[Data excerpts]

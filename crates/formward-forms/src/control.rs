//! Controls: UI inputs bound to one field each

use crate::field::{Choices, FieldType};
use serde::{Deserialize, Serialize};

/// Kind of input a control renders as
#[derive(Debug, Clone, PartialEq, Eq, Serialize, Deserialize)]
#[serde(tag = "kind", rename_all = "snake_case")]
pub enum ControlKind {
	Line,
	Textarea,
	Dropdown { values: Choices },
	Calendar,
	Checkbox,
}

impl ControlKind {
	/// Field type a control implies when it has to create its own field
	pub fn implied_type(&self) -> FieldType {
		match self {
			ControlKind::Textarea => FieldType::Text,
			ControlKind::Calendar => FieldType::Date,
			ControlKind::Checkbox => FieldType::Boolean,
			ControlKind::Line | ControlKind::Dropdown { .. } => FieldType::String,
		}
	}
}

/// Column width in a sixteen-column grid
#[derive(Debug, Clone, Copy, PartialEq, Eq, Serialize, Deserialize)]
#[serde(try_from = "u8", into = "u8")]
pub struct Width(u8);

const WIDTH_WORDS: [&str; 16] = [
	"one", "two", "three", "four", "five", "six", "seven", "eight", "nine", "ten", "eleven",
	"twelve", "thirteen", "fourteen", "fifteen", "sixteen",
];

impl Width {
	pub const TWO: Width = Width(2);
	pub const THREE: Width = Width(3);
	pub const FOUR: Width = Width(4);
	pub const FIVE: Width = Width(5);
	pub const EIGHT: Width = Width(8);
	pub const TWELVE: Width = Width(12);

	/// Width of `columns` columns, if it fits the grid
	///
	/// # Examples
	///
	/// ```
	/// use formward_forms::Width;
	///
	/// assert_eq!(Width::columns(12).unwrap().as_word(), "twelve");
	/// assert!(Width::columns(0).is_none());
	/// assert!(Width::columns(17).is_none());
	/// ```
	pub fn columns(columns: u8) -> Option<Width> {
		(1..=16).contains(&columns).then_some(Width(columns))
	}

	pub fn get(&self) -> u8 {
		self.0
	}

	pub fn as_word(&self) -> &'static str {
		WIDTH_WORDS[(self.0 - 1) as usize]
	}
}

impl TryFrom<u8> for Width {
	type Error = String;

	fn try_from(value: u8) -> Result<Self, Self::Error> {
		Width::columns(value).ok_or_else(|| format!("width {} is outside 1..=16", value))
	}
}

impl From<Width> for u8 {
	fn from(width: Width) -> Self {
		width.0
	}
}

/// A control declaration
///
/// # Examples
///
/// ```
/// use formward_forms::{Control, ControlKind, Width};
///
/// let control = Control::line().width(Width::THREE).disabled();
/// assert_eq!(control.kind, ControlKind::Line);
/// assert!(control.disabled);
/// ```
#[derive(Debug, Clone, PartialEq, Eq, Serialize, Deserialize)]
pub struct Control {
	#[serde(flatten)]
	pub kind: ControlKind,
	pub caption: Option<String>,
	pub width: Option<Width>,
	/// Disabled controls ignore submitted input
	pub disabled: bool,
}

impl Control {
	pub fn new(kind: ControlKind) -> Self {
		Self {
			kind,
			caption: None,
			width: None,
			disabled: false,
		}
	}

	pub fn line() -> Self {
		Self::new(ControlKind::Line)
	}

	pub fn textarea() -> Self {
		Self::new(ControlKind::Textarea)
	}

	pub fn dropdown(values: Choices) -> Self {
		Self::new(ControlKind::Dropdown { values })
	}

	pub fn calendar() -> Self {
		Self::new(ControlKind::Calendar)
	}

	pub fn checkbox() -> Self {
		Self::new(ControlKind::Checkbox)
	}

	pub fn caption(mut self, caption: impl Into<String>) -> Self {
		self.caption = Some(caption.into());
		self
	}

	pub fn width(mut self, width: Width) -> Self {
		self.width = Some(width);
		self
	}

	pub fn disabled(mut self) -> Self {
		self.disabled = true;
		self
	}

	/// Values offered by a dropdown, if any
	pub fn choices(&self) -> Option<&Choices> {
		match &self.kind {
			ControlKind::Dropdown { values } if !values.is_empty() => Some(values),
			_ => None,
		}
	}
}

...

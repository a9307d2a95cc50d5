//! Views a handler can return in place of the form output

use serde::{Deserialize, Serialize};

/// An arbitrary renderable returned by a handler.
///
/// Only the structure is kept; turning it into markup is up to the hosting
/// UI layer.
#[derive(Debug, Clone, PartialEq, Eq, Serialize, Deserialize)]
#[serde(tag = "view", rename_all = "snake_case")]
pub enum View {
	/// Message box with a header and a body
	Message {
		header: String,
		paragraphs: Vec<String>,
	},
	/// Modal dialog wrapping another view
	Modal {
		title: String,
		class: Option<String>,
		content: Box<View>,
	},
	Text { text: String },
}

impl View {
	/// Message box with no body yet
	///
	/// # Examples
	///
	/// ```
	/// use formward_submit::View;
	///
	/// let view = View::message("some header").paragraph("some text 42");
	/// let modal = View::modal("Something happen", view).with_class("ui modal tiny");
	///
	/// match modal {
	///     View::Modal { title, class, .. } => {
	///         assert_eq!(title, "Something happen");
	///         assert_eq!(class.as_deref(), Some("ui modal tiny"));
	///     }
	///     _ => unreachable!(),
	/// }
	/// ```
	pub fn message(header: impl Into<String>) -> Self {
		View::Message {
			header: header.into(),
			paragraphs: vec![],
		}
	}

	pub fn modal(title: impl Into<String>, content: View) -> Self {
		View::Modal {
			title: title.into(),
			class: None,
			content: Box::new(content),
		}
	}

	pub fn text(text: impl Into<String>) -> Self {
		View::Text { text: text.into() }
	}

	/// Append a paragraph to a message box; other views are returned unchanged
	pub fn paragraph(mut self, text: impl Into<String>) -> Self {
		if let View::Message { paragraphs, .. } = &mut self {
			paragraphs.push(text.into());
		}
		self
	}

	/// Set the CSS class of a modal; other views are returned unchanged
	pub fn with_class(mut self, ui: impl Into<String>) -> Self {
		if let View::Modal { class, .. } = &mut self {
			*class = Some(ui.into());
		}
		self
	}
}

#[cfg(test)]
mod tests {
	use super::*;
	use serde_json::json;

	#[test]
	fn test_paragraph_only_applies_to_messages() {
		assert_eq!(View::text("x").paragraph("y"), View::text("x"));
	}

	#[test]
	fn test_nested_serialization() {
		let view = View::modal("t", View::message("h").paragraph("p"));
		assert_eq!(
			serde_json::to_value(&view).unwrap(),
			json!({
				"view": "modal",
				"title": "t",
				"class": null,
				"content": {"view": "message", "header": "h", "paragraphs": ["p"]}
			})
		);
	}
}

## Task prompt
Among the entries above, determine how many lines contain "happen", then output only that number.

## Exercise response
2